Después, la prioridad de la política exterior de España sería la normalidad. Ser una potencia media. Estar en la mesa en que se tomaban las decisiones, aunque con plena conciencia de que su voz no sería tan escuchada como otras. Ser un socio fiable y razonable, y esperar a cambio cierta comprensión y apoyo en el único problema relevante que tenía y tiene en política exterior, su frontera sur. Es cierto que España incumplía sus compromisos con la OTAN sobre gasto en defensa y las reglas fiscales de la UE, pero lo mismo hacían los demás. Era un miembro más de los clubes en que cualquier país desearía estar. 

Aznar compartió muchas de estas líneas básicas de la política democrática española. Pero también las forzó. Poco después de la entrada en el euro, el país empezó a crecer mucho, debido en buena medida a la llegada de capital barato desde el exterior, porque España ya era un país fiable. Las grandes empresas, que ya habían sido liberalizadas, pero mantenían una conexión especial con el Estado, aumentaron enormemente sus inversiones en América Latina, algo que el propio Gobierno consideró más que una mera inversión exterior. Aquello era la señal de un nuevo poderío, de la influencia política que se podía ejercer en los países de América Central y del Sur, del papel especial que España ocupaba en el atlantismo y en la relación de Europa con América. El país había dejado atrás viejos problemas como la inflación y empezaba a superar otros, como el desempleo estructural, parecía. Los países amigos se solidarizaban con la lacra del terrorismo y cooperaban con nosotros en su erradicación.

La pregunta lógica se la hizo José María Aznar, pero también buena parte del país: ¿y si no éramos una potencia media, sino algo más? ¿Y si, apenas unas décadas o unos años después de celebrar que éramos un país normal que pertenecía a los mejores clubes, ya nos habíamos convertido en uno que podía aspirar a más, a liderar algunos aspectos puntuales de la política internacional? El Gobierno de Aznar respondió que España, efectivamente, podía aspirar a más. No se trataba solo de fortalecer el vínculo con Estados Unidos y América Latina, sino de empujar al resto de Europa a hacer lo mismo y dejar claro que se esperaba de todos ellos un apoyo sin cuestionamientos en lo que respectaba a Marruecos. El emblema máximo de esta postura, además de la expansión económica en América Latina y el intento deinfluir política y económicamente en algunos de sus países, fue la implicación de España en la guerra de Irak y el intento de forjar una alianza con los países de Europa del Este que acabara con la prevalencia europea de Francia y Alemania. Como es sabido, salió mal. 
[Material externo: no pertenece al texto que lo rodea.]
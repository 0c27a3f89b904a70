//! PostgreSQL implementation of NotificationRepository

use async_trait::async_trait;
use sqlx::PgPool;
use tracing::instrument;

use clip_core::traits::{NotificationRepository, NotificationView, RepoResult};
use clip_core::value_objects::Snowflake;

use crate::models::NotificationViewModel;

use super::error::map_db_error;

/// PostgreSQL implementation of NotificationRepository
#[derive(Clone)]
pub struct PgNotificationRepository {
    pool: PgPool,
}

impl PgNotificationRepository {
    /// Create a new PgNotificationRepository
    pub fn new(pool: PgPool) -> Self {
        Self { pool }
    }
}

#[async_trait]
impl NotificationRepository for PgNotificationRepository {
    #[instrument(skip(self))]
    async fn list_and_mark_read(
        &self,
        recipient_id: Snowflake,
        limit: i64,
    ) -> RepoResult<Vec<NotificationView>> {
        let limit = limit.clamp(1, 100);

        let mut tx = self.pool.begin().await.map_err(map_db_error)?;

        let rows = sqlx::query_as::<_, NotificationViewModel>(
            r#"
            SELECT n.id, n.recipient_id, n.origin_id, n.kind, n.video_id, n.read,
                   n.created_at,
                   u.username AS origin_username,
                   u.avatar AS origin_avatar,
                   v.title AS video_title
            FROM notifications n
            JOIN users u ON u.id = n.origin_id
            LEFT JOIN videos v ON v.id = n.video_id
            WHERE n.recipient_id = $1
            ORDER BY n.created_at DESC
            LIMIT $2
            "#,
        )
        .bind(recipient_id.into_inner())
        .bind(limit)
        .fetch_all(&mut *tx)
        .await
        .map_err(map_db_error)?;

        // Reading the inbox clears the badge: every unread row flips, not
        // just the returned page
        sqlx::query(
            r#"
            UPDATE notifications SET read = TRUE WHERE recipient_id = $1 AND NOT read
            "#,
        )
        .bind(recipient_id.into_inner())
        .execute(&mut *tx)
        .await
        .map_err(map_db_error)?;

        tx.commit().await.map_err(map_db_error)?;

        rows.into_iter().map(NotificationView::try_from).collect()
    }

    #[instrument(skip(self))]
    async fn unread_count(&self, recipient_id: Snowflake) -> RepoResult<i64> {
        let count = sqlx::query_scalar::<_, i64>(
            r#"
            SELECT COUNT(*) FROM notifications WHERE recipient_id = $1 AND NOT read
            "#,
        )
        .bind(recipient_id.into_inner())
        .fetch_one(&self.pool)
        .await
        .map_err(map_db_error)?;

        Ok(count)
    }
}

#[cfg(test)]
mod tests {
    use super::*;

    #[test]
    fn test_repo_is_send_sync() {
        fn assert_send_sync<T: Send + Sync>() {}
        assert_send_sync::<PgNotificationRepository>();
    }
}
La crisis financiera de 2008 no solo fue un funesto recordatorio de que la riqueza acumulada en la década anterior tenía una base mucho menos sólida de lo que se creía, sino de que la prioridad exterior de España debía limitarse, simplemente, a alcanzar acuerdos dentro de la UE que nos beneficiaran económicamente y ayudaran a nuestra relación con África. No había que ambicionar mucho más que eso. Se habían acabado las aventuras. A partir de entonces, España tendría voz como país invitado a la mesa en que se tomaban las decisiones, pero su postura reflejaría cierta consciencia de sus propias limitaciones e indiferencia hacia las grandes decisiones globales.

Así, tras Aznar, la política exterior española ha vuelto a lo que, en cierto sentido, es su esencia. Quizá José Luis Rodríguez Zapatero albergó todavía alguna que otra fantasía sobre la capacidad real de España de influir más allá de su ámbito de actuación tradicional, pero desde Mariano Rajoy y ahora con Pedro Sánchez, España ha vuelto a su posición habitual: la de una potencia media que asume sus limitaciones y que es aversa a los riesgos. De ahí surgen logros meritorios como el plan de recuperación económica tras el covid, que comparte con países como Italia, y errores absolutos como la última decisión de aceptar los planes de Marruecos para el Sáhara Occidental sin cuestionarlos. 

¿Es eso falta de ambición o realismo? En la respuesta que demos a esa pregunta se resume el legado de José María Aznar en política exterior.